Cati and I went there with my older sister Ruth and we had a great time and enjoyed the food.  I had the perogies and bratwurst, and they were fantastic.  The cuisine is best described as comfort food for slavic folk.  It reminded me of my grandmother’s cooking and holiday meals passed.  They certainly don’t skimp on the portions either.  I cleaned my plate and then waddled around Cleveland wishing I hadn’t eaten so much.  I’d do it again, though.  See some photos of the place below:

Worth the wait

Cati and Ruth…chillin’

Damn good eats

The next day, we had some time to kill (thanks to our missed flight, oops), so we checked out The Simpsons Movie (meh, it was ok).  Also, we went to a restaurant called “Mallorca” for lunch.

Look, Mallorca!

We probably should have known better than to expect authentic Spanish/Mallorcan cuisine in the Midwest.  The food failed miserably to meet our expectations.  It wasn’t really “bad,” per se, just not even close to authentic; really, nowhere near.  Hypothetically speaking, if you were to order chicken cordon bleu, and were given a chicken soft-taco, does that make it “bad chicken cordon bleu?”  I guess so, right?  I dunno.  Anyway, we can’t recommend the place.  (Cati is far less ambiguous in her disdain for the place). 

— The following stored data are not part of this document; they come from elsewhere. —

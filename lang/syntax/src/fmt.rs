//! The formatter traits, and the s-expression rendering of a program.

use crate::*;
use pretty::RcDoc;

#[impl_tools::autoimpl(for<T: trait + ?Sized> &T, &mut T, Box<T>, std::rc::Rc<T>)]
pub trait Ugly<'a, Fmter> {
    fn ugly(&self, f: &'a Fmter) -> String;
}

#[impl_tools::autoimpl(for<T: trait + ?Sized> &T, &mut T, Box<T>, std::rc::Rc<T>)]
pub trait Pretty<'a, Fmter> {
    fn pretty(&self, f: &'a Fmter) -> RcDoc<'a>;
}

pub struct Formatter<'arena> {
    program: &'arena Program,
}

impl<'arena> Formatter<'arena> {
    pub fn new(program: &'arena Program) -> Self {
        Formatter { program }
    }
    pub fn render(&self, width: usize) -> String {
        let doc = self.program.pretty(self);
        format!("{}", doc.pretty(width))
    }
}

/* ---------------------------------- Ugly ---------------------------------- */

impl<'a> Ugly<'a, Formatter<'a>> for Literal {
    fn ugly(&self, _f: &'a Formatter) -> String {
        match self {
            | Literal::Unit => format!("nil"),
            | Literal::Bool(true) => format!("#t"),
            | Literal::Bool(false) => format!("#f"),
            | Literal::Int(i) => format!("{}", i),
            | Literal::Str(s) => format!("{:?}", s),
        }
    }
}

fn ugly_args<'a>(
    f: &'a Formatter, args: &[ExprId], kwargs: &[(VarName, ExprId)],
) -> String {
    let mut s = String::new();
    for arg in args {
        s += &format!(" {}", arg.ugly(f));
    }
    for (kw, arg) in kwargs {
        s += &format!(" :{} {}", kw, arg.ugly(f));
    }
    s
}

fn ugly_block<'a>(f: &'a Formatter, body: &ExprId) -> String {
    match &f.program.exprs[body] {
        | Expr::Seq(items) => items.iter().map(|item| format!(" {}", item.ugly(f))).collect(),
        | _ => format!(" {}", body.ugly(f)),
    }
}

impl<'a> Ugly<'a, Formatter<'a>> for ExprId {
    fn ugly(&self, f: &'a Formatter) -> String {
        match &f.program.exprs[self] {
            | Expr::Lit(lit) => lit.ugly(f),
            | Expr::Var(name) => format!("{}", name),
            | Expr::Fn(func) => func.ugly(f),
            | Expr::Call(Call { func, args, kwargs }) => {
                format!("({}{})", func.ugly(f), ugly_args(f, args, kwargs))
            }
            | Expr::If(If { arms, alt }) => {
                let mut s = format!("(cond");
                for Arm { cond, body } in arms {
                    s += &format!(" ({}{})", cond.ugly(f), ugly_block(f, body));
                }
                if let Some(alt) = alt {
                    s += &format!(" (else{})", ugly_block(f, alt));
                }
                s + ")"
            }
            | Expr::Short(ShortCircuit { op, operands }) => {
                let op = match op {
                    | BoolOp::And => "and",
                    | BoolOp::Or => "or",
                };
                format!("({}{})", op, ugly_args(f, operands, &[]))
            }
            | Expr::Seq(items) => format!("(begin{})", ugly_args(f, items, &[])),
            | Expr::Let(Let { binder, bindee }) => format!("(let {} {})", binder, bindee.ugly(f)),
            | Expr::Set(Set { binder, bindee }) => format!("(set! {} {})", binder, bindee.ugly(f)),
            | Expr::While(While { cond, body }) => {
                format!("(while {}{})", cond.ugly(f), ugly_block(f, body))
            }
            | Expr::Jump(Jump { func, args, kwargs, cc }) => {
                let mut s = format!("(jump {}{}", func.ugly(f), ugly_args(f, args, kwargs));
                if let Some(cc) = cc {
                    s += &format!(" :cc {}", cc.ugly(f));
                }
                s + ")"
            }
            | Expr::Capture(Capture { binders, call }) => {
                let binders: Vec<_> = binders.iter().map(|b| b.plain()).collect();
                format!("(capture ({}) {})", binders.join(" "), call.ugly(f))
            }
        }
    }
}

impl<'a> Ugly<'a, Formatter<'a>> for FnId {
    fn ugly(&self, f: &'a Formatter) -> String {
        let FnDef { name: _, params, body, decorators, regions: _, kind } = &f.program.fns[self];
        let head = match kind {
            | FnKind::Plain => "fn",
            | FnKind::Continuation => "cont",
        };
        let params: Vec<_> = params.iter().map(|p| p.plain()).collect();
        let mut s = format!("({} ({})", head, params.join(" "));
        if !decorators.is_empty() {
            let names: Vec<_> = decorators.iter().map(|(d, _)| d.plain()).collect();
            s += &format!(" :decorators ({})", names.join(" "));
        }
        s + &ugly_block(f, body) + ")"
    }
}

impl<'a> Ugly<'a, Formatter<'a>> for Toplevel {
    fn ugly(&self, f: &'a Formatter) -> String {
        match self {
            | Toplevel::Define(name, bindee) => format!("(define {} {})", name, bindee.ugly(f)),
            | Toplevel::Exec(expr) => expr.ugly(f),
        }
    }
}

/* --------------------------------- Pretty --------------------------------- */

fn group<'a>(head: RcDoc<'a>, items: Vec<RcDoc<'a>>) -> RcDoc<'a> {
    RcDoc::text("(")
        .append(head)
        .append(RcDoc::line().append(RcDoc::intersperse(items, RcDoc::line())).nest(2))
        .append(RcDoc::text(")"))
        .group()
}

fn pretty_block<'a>(f: &'a Formatter, body: &ExprId) -> Vec<RcDoc<'a>> {
    match &f.program.exprs[body] {
        | Expr::Seq(items) => items.iter().map(|item| item.pretty(f)).collect(),
        | _ => vec![body.pretty(f)],
    }
}

impl<'a> Pretty<'a, Formatter<'a>> for ExprId {
    fn pretty(&self, f: &'a Formatter) -> RcDoc<'a> {
        match &f.program.exprs[self] {
            | Expr::Fn(func) => func.pretty(f),
            | Expr::If(If { arms, alt }) => {
                let mut items: Vec<_> = arms
                    .iter()
                    .map(|Arm { cond, body }| group(cond.pretty(f), pretty_block(f, body)))
                    .collect();
                if let Some(alt) = alt {
                    items.push(group(RcDoc::text("else"), pretty_block(f, alt)));
                }
                group(RcDoc::text("cond"), items)
            }
            | Expr::Seq(items) => {
                group(RcDoc::text("begin"), items.iter().map(|item| item.pretty(f)).collect())
            }
            | Expr::While(While { cond, body }) => group(
                RcDoc::text("while ").append(cond.pretty(f)),
                pretty_block(f, body),
            ),
            | _ => RcDoc::text(self.ugly(f)),
        }
    }
}

impl<'a> Pretty<'a, Formatter<'a>> for FnId {
    fn pretty(&self, f: &'a Formatter) -> RcDoc<'a> {
        let FnDef { params, body, kind, .. } = &f.program.fns[self];
        let head = match kind {
            | FnKind::Plain => "fn",
            | FnKind::Continuation => "cont",
        };
        let params: Vec<_> = params.iter().map(|p| p.plain()).collect();
        group(RcDoc::text(format!("{} ({})", head, params.join(" "))), pretty_block(f, body))
    }
}

impl<'a> Pretty<'a, Formatter<'a>> for Program {
    fn pretty(&self, f: &'a Formatter) -> RcDoc<'a> {
        let tops = self.top.iter().map(|top| match top {
            | Toplevel::Define(name, bindee) => {
                group(RcDoc::text(format!("define {}", name)), vec![bindee.pretty(f)])
            }
            | Toplevel::Exec(expr) => expr.pretty(f),
        });
        RcDoc::intersperse(tops, RcDoc::hardline())
    }
}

While in OH, my sister mentioned to Cati and me that she and her husband have been looking for a small dog.  Cati and I found this little rascal at the Mohawk & Hudson River Humane Society:

“DEAD DOG WALKIN’”

How could we resist?

Too cute.

We sent her some pictures and she was hooked (cómo no, eh?).  We adopted the little guy the next day and delivered him to his new home in NYC. 

Incidentally, Cati and I adopted our little dog Nacho from the very same shelter about a year ago.  It boggles my mind that people continue to go to breeders for dogs when there are so many perfectly good animals being destroyed at shelters.  If you want a dog, please check, and keep checking, your local humane society.   

They have cats there too, but who cares about cats*?   

*Kidding, I’m just kidding.  The oldebate continues…

Paella de ella

Monday, September 17th, 2007

Cati and I made a paella the other night.  Well, she actually made it, I just stood around and tried not to mess things up too badly. 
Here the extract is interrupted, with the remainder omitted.